### Data records
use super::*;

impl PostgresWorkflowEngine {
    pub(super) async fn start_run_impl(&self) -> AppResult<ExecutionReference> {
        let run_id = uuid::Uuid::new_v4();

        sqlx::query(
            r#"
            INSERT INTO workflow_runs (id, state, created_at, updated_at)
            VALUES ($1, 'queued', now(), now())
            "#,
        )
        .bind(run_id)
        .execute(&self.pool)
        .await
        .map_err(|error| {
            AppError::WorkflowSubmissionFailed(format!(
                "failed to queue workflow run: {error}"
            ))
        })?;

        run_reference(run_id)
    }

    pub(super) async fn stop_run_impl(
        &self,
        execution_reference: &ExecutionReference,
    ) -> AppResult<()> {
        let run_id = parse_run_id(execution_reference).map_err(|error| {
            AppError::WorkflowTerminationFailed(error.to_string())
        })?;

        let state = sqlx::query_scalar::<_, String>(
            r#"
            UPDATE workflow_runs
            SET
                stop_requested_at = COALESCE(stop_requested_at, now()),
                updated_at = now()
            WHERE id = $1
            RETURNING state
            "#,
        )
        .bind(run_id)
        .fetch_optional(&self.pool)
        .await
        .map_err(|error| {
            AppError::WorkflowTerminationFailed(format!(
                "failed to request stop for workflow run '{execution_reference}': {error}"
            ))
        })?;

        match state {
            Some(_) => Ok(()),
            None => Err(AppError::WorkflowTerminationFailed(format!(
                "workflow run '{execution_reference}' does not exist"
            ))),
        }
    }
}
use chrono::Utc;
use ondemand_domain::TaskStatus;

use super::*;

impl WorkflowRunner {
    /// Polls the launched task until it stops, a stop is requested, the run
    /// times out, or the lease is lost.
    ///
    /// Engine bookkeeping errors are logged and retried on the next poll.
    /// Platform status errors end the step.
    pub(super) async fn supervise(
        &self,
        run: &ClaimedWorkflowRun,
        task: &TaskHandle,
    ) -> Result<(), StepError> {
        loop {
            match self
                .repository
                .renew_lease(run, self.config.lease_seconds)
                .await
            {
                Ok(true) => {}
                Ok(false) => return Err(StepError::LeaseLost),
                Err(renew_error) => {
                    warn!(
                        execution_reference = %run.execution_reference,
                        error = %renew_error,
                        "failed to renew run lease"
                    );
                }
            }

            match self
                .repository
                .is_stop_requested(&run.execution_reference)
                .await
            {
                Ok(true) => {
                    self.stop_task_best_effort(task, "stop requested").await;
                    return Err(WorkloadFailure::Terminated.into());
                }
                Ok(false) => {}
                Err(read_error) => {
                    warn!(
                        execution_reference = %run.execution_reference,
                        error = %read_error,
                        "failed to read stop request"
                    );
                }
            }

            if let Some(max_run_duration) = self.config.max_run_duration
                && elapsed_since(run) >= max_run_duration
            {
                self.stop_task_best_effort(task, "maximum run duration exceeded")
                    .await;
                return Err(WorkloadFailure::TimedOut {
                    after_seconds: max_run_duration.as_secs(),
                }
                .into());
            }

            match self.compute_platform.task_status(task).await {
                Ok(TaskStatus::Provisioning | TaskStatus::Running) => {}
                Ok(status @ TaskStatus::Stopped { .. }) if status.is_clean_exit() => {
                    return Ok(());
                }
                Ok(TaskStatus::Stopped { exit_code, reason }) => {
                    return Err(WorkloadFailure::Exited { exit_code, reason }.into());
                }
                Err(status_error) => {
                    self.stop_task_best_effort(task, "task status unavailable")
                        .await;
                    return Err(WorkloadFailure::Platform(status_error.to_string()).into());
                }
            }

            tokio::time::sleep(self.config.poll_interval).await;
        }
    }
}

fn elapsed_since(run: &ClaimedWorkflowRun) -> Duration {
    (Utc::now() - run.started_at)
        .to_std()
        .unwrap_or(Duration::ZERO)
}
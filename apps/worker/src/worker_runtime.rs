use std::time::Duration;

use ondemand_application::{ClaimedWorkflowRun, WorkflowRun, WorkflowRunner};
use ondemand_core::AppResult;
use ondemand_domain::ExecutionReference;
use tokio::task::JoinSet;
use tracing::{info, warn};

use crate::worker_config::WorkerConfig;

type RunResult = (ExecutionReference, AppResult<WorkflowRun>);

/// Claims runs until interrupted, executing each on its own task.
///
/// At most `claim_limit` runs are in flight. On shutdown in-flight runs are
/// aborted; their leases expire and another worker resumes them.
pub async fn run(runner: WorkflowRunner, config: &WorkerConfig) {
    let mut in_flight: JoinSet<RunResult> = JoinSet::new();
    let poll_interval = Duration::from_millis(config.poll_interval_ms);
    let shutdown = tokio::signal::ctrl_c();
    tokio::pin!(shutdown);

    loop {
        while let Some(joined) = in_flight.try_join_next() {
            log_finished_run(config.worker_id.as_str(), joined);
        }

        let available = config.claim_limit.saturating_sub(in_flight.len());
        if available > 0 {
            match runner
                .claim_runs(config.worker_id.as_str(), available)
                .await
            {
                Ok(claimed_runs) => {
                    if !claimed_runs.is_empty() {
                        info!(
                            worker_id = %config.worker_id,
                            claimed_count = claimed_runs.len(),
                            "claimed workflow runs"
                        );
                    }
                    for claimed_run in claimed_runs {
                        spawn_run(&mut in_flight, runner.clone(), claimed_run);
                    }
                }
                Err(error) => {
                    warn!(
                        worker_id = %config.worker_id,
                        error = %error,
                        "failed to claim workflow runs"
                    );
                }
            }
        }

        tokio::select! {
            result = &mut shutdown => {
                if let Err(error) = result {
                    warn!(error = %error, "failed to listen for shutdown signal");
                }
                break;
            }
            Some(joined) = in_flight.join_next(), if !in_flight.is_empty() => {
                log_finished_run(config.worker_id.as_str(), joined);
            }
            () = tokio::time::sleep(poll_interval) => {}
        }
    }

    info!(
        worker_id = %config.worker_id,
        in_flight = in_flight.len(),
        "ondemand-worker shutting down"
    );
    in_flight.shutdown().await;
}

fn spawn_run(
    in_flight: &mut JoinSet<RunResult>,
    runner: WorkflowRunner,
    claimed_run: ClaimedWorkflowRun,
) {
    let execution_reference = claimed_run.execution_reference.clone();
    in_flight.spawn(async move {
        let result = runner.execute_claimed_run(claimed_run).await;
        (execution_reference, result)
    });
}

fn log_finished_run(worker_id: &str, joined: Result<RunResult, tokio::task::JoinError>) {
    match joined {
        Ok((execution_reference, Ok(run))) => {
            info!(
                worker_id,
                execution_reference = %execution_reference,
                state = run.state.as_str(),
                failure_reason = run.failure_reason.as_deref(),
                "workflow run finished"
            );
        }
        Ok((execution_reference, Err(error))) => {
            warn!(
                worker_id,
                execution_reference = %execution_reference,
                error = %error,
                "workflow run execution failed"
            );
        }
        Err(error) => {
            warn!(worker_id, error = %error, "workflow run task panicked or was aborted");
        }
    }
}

### Exercise prompt
Identify each line in the entries with the word "WorkflowRunner" and copy it.

### Reply to the exercise
impl WorkflowRunner {
use ondemand_application::{ClaimedWorkflowRun, WorkflowRun, WorkflowRunner};
pub async fn run(runner: WorkflowRunner, config: &WorkerConfig) {
    runner: WorkflowRunner,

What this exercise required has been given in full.